Lucy nodded. "Come here and I'll do my best to bandage you."

While Joon stepped forward, Lucy grabbed a stick with a sharpened edge and used it to rip away the bottom edge of her skirts. Joon stood patiently while she took the freshly shredded fabric and wound it around his neck, her fingers feeling the pulsing of his heart through his veins. He complied with her request to take off the coat, and she stepped forward to bandage his ribs. The sight of his chest, muscled and sharp, was not anything Lucy had seen much of before. She held her eyes firmly on his wounds only and tried not to think of her hands pressing against his ribs and the ridges of his muscles as she worked on him.

When Lucy finished tying off the bandages, Joon bowed slightly and pulled the coat back on. "Won't your family be missing you?" he asked, his voice probing. She'd heard it before in her younger sisters, when they wanted her to teach them how to climb trees but they knew she should be helping with chores instead. It was a question, but one that meant more than what it was asking.

"Of course," Lucy replied, wiping her hands off and leaving blood streaks on her skirt. Her throat caught at the memory of her little sisters, their bouncing curls bound up as they played in the mud after a rain. She remembered her mother's sturdy smile and her father's sparkling eyes. "But this darkness has reached even our real world. Ever since you disappeared, we've been living in a never-ending night. If I don't help you and find a way to get us both home, I don't know what will happen to our country. Or my family."

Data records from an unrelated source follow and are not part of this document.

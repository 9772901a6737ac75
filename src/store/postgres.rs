//! Postgres-backed stores.
//!
//! Predicates are translated clause by clause into a parameterized `WHERE` with
//! `sqlx::QueryBuilder`; user input only ever reaches the database as bound values.

use async_trait::async_trait;
use sqlx::postgres::{PgPool, PgPoolOptions, PgRow};
use sqlx::types::Json;
use sqlx::{FromRow, Postgres, QueryBuilder, Row};
use uuid::Uuid;

use super::{CredentialStore, TaskStore};
use crate::error::AppError;
use crate::models::{CredentialRecord, Recurrence, Subtask, Task, TaskPatch};
use crate::query::{Clause, Predicate, Sort};

const TASK_COLUMNS: &str = "id, title, description, status, completed, priority, category, tags, \
     due_date, estimated_minutes, subtasks, recurrence, recurrence_end_date, completed_at, \
     created_at, updated_at";

/// Connects and brings the schema up to date.
pub async fn connect(database_url: &str) -> Result<PgPool, AppError> {
    let pool = PgPoolOptions::new()
        .max_connections(10)
        .connect(database_url)
        .await?;
    sqlx::migrate!("./migrations").run(&pool).await?;
    Ok(pool)
}

impl<'r> FromRow<'r, PgRow> for Task {
    fn from_row(row: &'r PgRow) -> Result<Self, sqlx::Error> {
        let Json(subtasks): Json<Vec<Subtask>> = row.try_get("subtasks")?;
        Ok(Task {
            id: row.try_get("id")?,
            title: row.try_get("title")?,
            description: row.try_get("description")?,
            status: row.try_get("status")?,
            completed: row.try_get("completed")?,
            priority: row.try_get("priority")?,
            category: row.try_get("category")?,
            tags: row.try_get("tags")?,
            due_date: row.try_get("due_date")?,
            estimated_minutes: row.try_get("estimated_minutes")?,
            subtasks,
            recurring: Recurrence {
                frequency: row.try_get("recurrence")?,
                end_date: row.try_get("recurrence_end_date")?,
            },
            completed_at: row.try_get("completed_at")?,
            created_at: row.try_get("created_at")?,
            updated_at: row.try_get("updated_at")?,
        })
    }
}

#[derive(Debug, Clone)]
pub struct PgTaskStore {
    pool: PgPool,
}

impl PgTaskStore {
    pub fn new(pool: PgPool) -> Self {
        Self { pool }
    }
}

/// Escapes `LIKE` metacharacters so search text is matched literally.
fn escape_like(raw: &str) -> String {
    let mut escaped = String::with_capacity(raw.len());
    for c in raw.chars() {
        if matches!(c, '\\' | '%' | '_') {
            escaped.push('\\');
        }
        escaped.push(c);
    }
    escaped
}

fn push_predicate(builder: &mut QueryBuilder<'_, Postgres>, predicate: &Predicate) {
    for (i, clause) in predicate.clauses().iter().enumerate() {
        builder.push(if i == 0 { " WHERE " } else { " AND " });
        match clause {
            Clause::Status(status) => {
                builder.push("status = ").push_bind(*status);
            }
            Clause::Priority(priority) => {
                builder.push("priority = ").push_bind(*priority);
            }
            Clause::Category(category) => {
                builder.push("category = ").push_bind(category.clone());
            }
            Clause::Tag(tag) => {
                builder.push_bind(tag.clone()).push(" = ANY(tags)");
            }
            Clause::DueFrom(start) => {
                builder.push("due_date >= ").push_bind(*start);
            }
            Clause::DueTo(end) => {
                builder.push("due_date <= ").push_bind(*end);
            }
            Clause::Search(needle) => {
                let pattern = format!("%{}%", escape_like(needle));
                builder
                    .push("(title ILIKE ")
                    .push_bind(pattern.clone())
                    .push(" OR description ILIKE ")
                    .push_bind(pattern.clone())
                    .push(" OR EXISTS (SELECT 1 FROM unnest(tags) AS tag WHERE tag ILIKE ")
                    .push_bind(pattern)
                    .push("))");
            }
        }
    }
}

#[async_trait]
impl TaskStore for PgTaskStore {
    async fn find_many(
        &self,
        predicate: &Predicate,
        sort: Sort,
        skip: u64,
        limit: u64,
    ) -> Result<Vec<Task>, AppError> {
        let mut builder = QueryBuilder::new(format!("SELECT {} FROM tasks", TASK_COLUMNS));
        push_predicate(&mut builder, predicate);
        builder
            .push(format!(
                " ORDER BY {} {} NULLS LAST, id ASC LIMIT ",
                sort.field.column(),
                sort.direction.keyword()
            ))
            .push_bind(i64::try_from(limit).unwrap_or(i64::MAX))
            .push(" OFFSET ")
            .push_bind(i64::try_from(skip).unwrap_or(i64::MAX));

        let tasks = builder
            .build_query_as::<Task>()
            .fetch_all(&self.pool)
            .await?;
        Ok(tasks)
    }

    async fn count(&self, predicate: &Predicate) -> Result<u64, AppError> {
        let mut builder = QueryBuilder::new("SELECT COUNT(*) FROM tasks");
        push_predicate(&mut builder, predicate);
        let (count,): (i64,) = builder.build_query_as().fetch_one(&self.pool).await?;
        Ok(count.max(0) as u64)
    }

    async fn insert(&self, task: Task) -> Result<Task, AppError> {
        let sql = format!(
            "INSERT INTO tasks ({cols}) \
             VALUES ($1, $2, $3, $4, $5, $6, $7, $8, $9, $10, $11, $12, $13, $14, $15, $16) \
             RETURNING {cols}",
            cols = TASK_COLUMNS
        );
        let task = sqlx::query_as::<_, Task>(&sql)
            .bind(task.id)
            .bind(task.title)
            .bind(task.description)
            .bind(task.status)
            .bind(task.completed)
            .bind(task.priority)
            .bind(task.category)
            .bind(task.tags)
            .bind(task.due_date)
            .bind(task.estimated_minutes)
            .bind(Json(task.subtasks))
            .bind(task.recurring.frequency)
            .bind(task.recurring.end_date)
            .bind(task.completed_at)
            .bind(task.created_at)
            .bind(task.updated_at)
            .fetch_one(&self.pool)
            .await?;
        Ok(task)
    }

    async fn find_by_id(&self, id: Uuid) -> Result<Option<Task>, AppError> {
        let sql = format!("SELECT {} FROM tasks WHERE id = $1", TASK_COLUMNS);
        let task = sqlx::query_as::<_, Task>(&sql)
            .bind(id)
            .fetch_optional(&self.pool)
            .await?;
        Ok(task)
    }

    async fn update_by_id(&self, id: Uuid, patch: &TaskPatch) -> Result<Option<Task>, AppError> {
        let mut builder = QueryBuilder::<Postgres>::new("UPDATE tasks SET updated_at = ");
        builder.push_bind(patch.updated_at);
        if let Some(title) = &patch.title {
            builder.push(", title = ").push_bind(title.clone());
        }
        if let Some(description) = &patch.description {
            builder.push(", description = ").push_bind(description.clone());
        }
        if let Some(status) = patch.status {
            builder
                .push(", status = ")
                .push_bind(status)
                .push(", completed = ")
                .push_bind(status.is_completed());
        }
        if let Some(priority) = patch.priority {
            builder.push(", priority = ").push_bind(priority);
        }
        if let Some(category) = &patch.category {
            builder.push(", category = ").push_bind(category.clone());
        }
        if let Some(tags) = &patch.tags {
            builder.push(", tags = ").push_bind(tags.clone());
        }
        if let Some(due_date) = patch.due_date {
            builder.push(", due_date = ").push_bind(due_date);
        }
        if let Some(estimated_minutes) = patch.estimated_minutes {
            builder
                .push(", estimated_minutes = ")
                .push_bind(estimated_minutes);
        }
        if let Some(subtasks) = &patch.subtasks {
            builder.push(", subtasks = ").push_bind(Json(subtasks.clone()));
        }
        if let Some(recurring) = patch.recurring {
            builder
                .push(", recurrence = ")
                .push_bind(recurring.frequency)
                .push(", recurrence_end_date = ")
                .push_bind(recurring.end_date);
        }
        if let Some(completed_at) = patch.completed_at {
            builder.push(", completed_at = ").push_bind(completed_at);
        }
        builder
            .push(" WHERE id = ")
            .push_bind(id)
            .push(format!(" RETURNING {}", TASK_COLUMNS));

        let task = builder
            .build_query_as::<Task>()
            .fetch_optional(&self.pool)
            .await?;
        Ok(task)
    }

    async fn delete_by_id(&self, id: Uuid) -> Result<bool, AppError> {
        let result = sqlx::query("DELETE FROM tasks WHERE id = $1")
            .bind(id)
            .execute(&self.pool)
            .await?;
        Ok(result.rows_affected() > 0)
    }
}

#[derive(Debug, Clone)]
pub struct PgCredentialStore {
    pool: PgPool,
}

impl PgCredentialStore {
    pub fn new(pool: PgPool) -> Self {
        Self { pool }
    }
}

#[async_trait]
impl CredentialStore for PgCredentialStore {
    async fn find_by_username(
        &self,
        username: &str,
    ) -> Result<Option<CredentialRecord>, AppError> {
        let record = sqlx::query_as::<_, CredentialRecord>(
            "SELECT id, username, password_hash, created_at FROM users WHERE username = $1",
        )
        .bind(username)
        .fetch_optional(&self.pool)
        .await?;
        Ok(record)
    }

    async fn insert(&self, record: CredentialRecord) -> Result<(), AppError> {
        sqlx::query(
            "INSERT INTO users (id, username, password_hash, created_at) VALUES ($1, $2, $3, $4)",
        )
        .bind(record.id)
        .bind(&record.username)
        .bind(&record.password_hash)
        .bind(record.created_at)
        .execute(&self.pool)
        .await
        .map_err(|e| match AppError::from(e) {
            AppError::Conflict(_) => AppError::Conflict("Username already taken".into()),
            other => other,
        })?;
        Ok(())
    }
}

#[cfg(test)]
mod tests {
    use super::*;
    use crate::models::TaskStatus;

    #[test]
    fn test_escape_like() {
        assert_eq!(escape_like("100%_done\\"), "100\\%\\_done\\\\");
        assert_eq!(escape_like("plain"), "plain");
    }

    #[test]
    fn test_task_columns_cover_nested_fields() {
        let columns: Vec<&str> = TASK_COLUMNS.split(',').map(str::trim).collect();
        assert_eq!(columns.len(), 16);
        for column in ["subtasks", "recurrence", "recurrence_end_date"] {
            assert!(columns.contains(&column), "{} missing", column);
        }
    }

    #[test]
    fn test_predicate_sql_binds_every_value() {
        let predicate = Predicate::all()
            .and(Clause::Status(TaskStatus::Completed))
            .and(Clause::Tag("home".into()))
            .and(Clause::search("rent"));
        let mut builder = QueryBuilder::<Postgres>::new("SELECT COUNT(*) FROM tasks");
        push_predicate(&mut builder, &predicate);

        let sql = builder.sql();
        assert!(sql.contains("WHERE status = $1"));
        assert!(sql.contains("AND $2 = ANY(tags)"));
        assert!(sql.contains("title ILIKE $3 OR description ILIKE $4"));
        assert!(!sql.contains("rent"));
    }
}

Joon looked down at her lantern, sitting in the soft dead leaves while they had talked. "This darkness is in both worlds?"

Lucy nodded. "I came here to try and find the source."

"I think perhaps I know the place. There was a mountain I lived on for a long time," he said. "There was a spot on there that wept this darkness. Perhaps that is where it came from?"

Lucy's eyes widened and she grabbed his hand. "Truly? You saw that?" She couldn't believe that he knew where it had started, and that all they had to do was get back there. "Can you remember where it was?"

She had been imagining wandering Zerkalo for weeks, searching. She had no idea what would happen to her body in the real world if she spent so long in Zerkalo, or if Koshmar would find out that she was unresponsive in her room due to breaking his law. But Joon knowing exactly where the shadows had come from could make the trip as painless and swift as a trip to the grocers.